Recognizing that marine ecosystem modeling is complex and that the ecosystems come in many forms, even in the Arctic Ocean environment, the AOMIP has decided to formulate a set on coordinated experiments to incorporate a relatively simple ecosystem modeling in their regional models of the Arctic Ocean. These experiments are important to our understanding of the changing Arctic marine environment. The arctic ecosystems are often highly complex and are affected by both cyclic and stochastic influences. Computer models, combined with suitable data-collection programs, can help in deepening our understanding of these systems and how they will react to various influences (from climatologic to human). The first-order proposed set up experiments are outlined below.

Suggestion from Ecosystem Modelling working group

Participants:

  • Katya Popova (NOCS, UK)
  • Mike Steele (UW, USA)
  • Frederick Dupont (BIO, Canada)
  • David Holland (NYU, USA)
  • Tasha Reddy (Calgary University, Canada & NYU, USA)
  • Chris Hill (MIT)
  • Elizabeth Hunke (LANL)

The proposed plan for intercomparison of ecosystem models is split into two phases. The first phase involves participants with fully coupled physical and biological models. The second phase is based on the results of the first one and aims at the whole AOMIP community.

Phase 1 (Leading author: K. Popova, NOCS)

The working group included representatives from six pan-Arctic or Global modeling projects with fully coupled ecosystems of various complexity (see separate table). All the participants acknowledged potential problems with intercomparison of different ecosystem models embedded into different physical models of different resolution forcing by different atmospheric fields.

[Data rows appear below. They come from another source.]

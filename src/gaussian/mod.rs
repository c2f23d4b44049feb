//! Multivariate normal distributions.

mod covariance;

pub use covariance::{Covariance, CovarianceType, DiagonalCovariance, FullCovariance};

use crate::error::{GmmError, Result};
use crate::rng::Random;
use std::f64::consts::PI;

/// A single multivariate normal distribution.
///
/// The log normalizer `-0.5 * (D ln 2π + ln|Σ|)` is cached, so
/// [`Gaussian::log_density`] costs one Mahalanobis evaluation.
#[derive(Debug, Clone, PartialEq)]
pub struct Gaussian {
    mean: Vec<f64>,
    covariance: Covariance,
    log_norm: f64,
}

impl Gaussian {
    /// Creates a Gaussian; mean and covariance must agree in dimension.
    pub fn new(mean: Vec<f64>, covariance: Covariance) -> Result<Self> {
        if mean.len() != covariance.dim() {
            return Err(GmmError::DimensionMismatch {
                expected: covariance.dim(),
                found: mean.len(),
            });
        }

        let dim = mean.len() as f64;
        let log_norm = -0.5 * (dim * (2.0 * PI).ln() + covariance.log_det());

        Ok(Self { mean, covariance, log_norm })
    }

    /// Creates a Gaussian with diagonal covariance.
    pub fn diagonal(mean: Vec<f64>, variances: Vec<f64>) -> Result<Self> {
        let covariance = Covariance::Diagonal(DiagonalCovariance::new(variances)?);
        Self::new(mean, covariance)
    }

    /// Creates a Gaussian with a full covariance matrix (row-major).
    pub fn full(mean: Vec<f64>, matrix: Vec<f64>) -> Result<Self> {
        let dim = mean.len();
        if matrix.len() != dim * dim {
            return Err(GmmError::DimensionMismatch {
                expected: dim * dim,
                found: matrix.len(),
            });
        }
        Self::new(mean, Covariance::Full(FullCovariance::new(dim, matrix)?))
    }

    /// Mean vector.
    #[inline]
    pub fn mean(&self) -> &[f64] {
        &self.mean
    }

    /// Covariance.
    #[inline]
    pub fn covariance(&self) -> &Covariance {
        &self.covariance
    }

    /// Dimension of the distribution.
    #[inline]
    pub fn dim(&self) -> usize {
        self.mean.len()
    }

    /// Log of the probability density at `x`.
    pub fn log_density(&self, x: &[f64]) -> Result<f64> {
        self.check_dim(x)?;
        Ok(self.log_density_unchecked(x))
    }

    /// Probability density at `x`.
    ///
    /// Computed in the log domain and exponentiated last; in high dimension
    /// this underflows to 0, so prefer [`Gaussian::log_density`].
    pub fn density(&self, x: &[f64]) -> Result<f64> {
        self.log_density(x).map(f64::exp)
    }

    /// Draws one vector from the distribution.
    pub fn sample(&self, rng: &mut Random) -> Vec<f64> {
        let mut x = self.covariance.sample_offset(rng);
        for (v, m) in x.iter_mut().zip(&self.mean) {
            *v += m;
        }
        x
    }

    /// Log-density without the dimension check. `x.len()` must equal `dim()`.
    #[inline]
    pub(crate) fn log_density_unchecked(&self, x: &[f64]) -> f64 {
        let mahalanobis = match &self.covariance {
            // Hot path: avoid the temporary difference vector.
            Covariance::Diagonal(c) => x
                .iter()
                .zip(&self.mean)
                .zip(c.variances())
                .map(|((x, m), v)| (x - m) * (x - m) / v)
                .sum(),
            covariance => {
                let diff: Vec<f64> = x.iter().zip(&self.mean).map(|(x, m)| x - m).collect();
                covariance.mahalanobis(&diff)
            }
        };
        self.log_norm - 0.5 * mahalanobis
    }

    #[inline]
    fn check_dim(&self, x: &[f64]) -> Result<()> {
        if x.len() != self.dim() {
            return Err(GmmError::DimensionMismatch {
                expected: self.dim(),
                found: x.len(),
            });
        }
        Ok(())
    }
}

#[cfg(test)]
mod tests {
    use super::*;

    #[test]
    fn test_standard_normal_density() {
        let g = Gaussian::diagonal(vec![0.0], vec![1.0]).unwrap();
        let expected = 1.0 / (2.0 * PI).sqrt();
        assert!((g.density(&[0.0]).unwrap() - expected).abs() < 1e-12);
        assert!((g.log_density(&[1.0]).unwrap() - (expected.ln() - 0.5)).abs() < 1e-12);
    }

    #[test]
    fn test_dimension_mismatch() {
        let g = Gaussian::diagonal(vec![0.0, 0.0], vec![1.0, 1.0]).unwrap();
        assert!(matches!(
            g.log_density(&[0.0]),
            Err(GmmError::DimensionMismatch { expected: 2, found: 1 })
        ));
        assert!(g.density(&[0.0, 0.0, 0.0]).is_err());
        assert!(Gaussian::diagonal(vec![0.0], vec![1.0, 1.0]).is_err());
    }

    #[test]
    fn test_high_dimension_log_density_is_finite() {
        let dim = 2000;
        let g = Gaussian::diagonal(vec![0.0; dim], vec![0.01; dim]).unwrap();
        let x = vec![0.3; dim];

        // The density itself underflows, the log-density does not.
        assert_eq!(g.density(&x).unwrap(), 0.0);
        assert!(g.log_density(&x).unwrap().is_finite());
    }

    #[test]
    fn test_full_matches_diagonal() {
        let diag = Gaussian::diagonal(vec![1.0, -1.0], vec![0.5, 2.0]).unwrap();
        let full = Gaussian::full(vec![1.0, -1.0], vec![0.5, 0.0, 0.0, 2.0]).unwrap();
        let x = [0.2, 0.7];
        let a = diag.log_density(&x).unwrap();
        let b = full.log_density(&x).unwrap();
        assert!((a - b).abs() < 1e-12);
    }

    #[test]
    fn test_sample_statistics() {
        let g = Gaussian::diagonal(vec![2.0, -3.0], vec![0.25, 4.0]).unwrap();
        let mut rng = Random::seeded(42);
        let n = 20_000;
        let samples: Vec<Vec<f64>> = (0..n).map(|_| g.sample(&mut rng)).collect();

        for d in 0..2 {
            let mean = samples.iter().map(|s| s[d]).sum::<f64>() / n as f64;
            let var = samples.iter().map(|s| (s[d] - mean).powi(2)).sum::<f64>() / n as f64;
            assert!((mean - g.mean()[d]).abs() < 0.1);
            assert!((var / g.covariance().variances()[d] - 1.0).abs() < 0.1);
        }
    }
}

In discussion it was decided that three physical factors were likely to play a disproportionate role in Arctic productivity, and that the collation and intercomparison of these with primary production should provide a focus for the research:

1.     Maximum penetration of the winter mixing (maximum UML depth during the year whenever it happens, 2D field, discontinuous).
  • Justification: winter mixing provides the main mechanism of the nutrient supply to the photic zone; combined with deep nutrient distribution (either from Levitus climatology or from model output) provides a good estimate of amount of nutrients available for the phytoplankton primary production
  • Potential problems:  estimating maximum on the base of different average period of the standard output (e.g. monthly means vs 5 days means); difference in definitions of the UML depth between the models
  • To be discussed: do we need to use unified definition of the UML depth?
2.     Upwelling rate (annual average vertical velocity at 100m(?) depth, 2D field)
  • Justification: In some areas (mostly on the shelf break) upwelling provides additional significant source of nutrients
  • Potential problems:  Not usually included into the standard model output; will require recalculation from horizontal velocity fields
  • To be discussed: what is the optimal depth to analyse vertical velocity at (100m?)
3.     Short-wave radiation at the ocean surface (taking into account cloud cover and ice cover) integrated over the period when UML depth is shallower than 80m(?) (2D field)
  • Justification: primary production is limited by light availability especially in the areas with permanent or seasonal ice cover. Integration over the period when UML is shallow will take care of the Nordic Seas where deep convection prevents Primary Production no matter how much of the short-wave radiation is available [Strictly speaking instead of 80m or any other fixed depth we should use a depth of the photic zone, however it is variable and a function of phytoplankton which seems to be an unnecessary complication]
  • Potential problems:  ecosystem models are probably substantially different in their calculation of the photosinthetically active radiation in a grid cell with a fractional ice cover.
  • To be discussed: is 80m (see above) a good estimate of the photic zone?

Synthesis:
  1. The working hypothesis of the Phase 1 is that 60-80% of the variability of the primary production can be explained by the variability in the three physical factors mentioned above. Thus we can have a constructive way forward for comparison of the various ecosystem models by comparing the relevant physics first. Then we can proceed by explaining the rest by difference in our ecosystem models or additional physical factors (e.g. horizontal nutrient transport).
  2. Provided that (1) is correct all models can train a regression model using three 2D fields described above and Levitus nutrient climatology to estimate 2D annual mean primary production.
  3. On the basis of model comparison with observations, the best model will be selected, and its regression will be used in phase two.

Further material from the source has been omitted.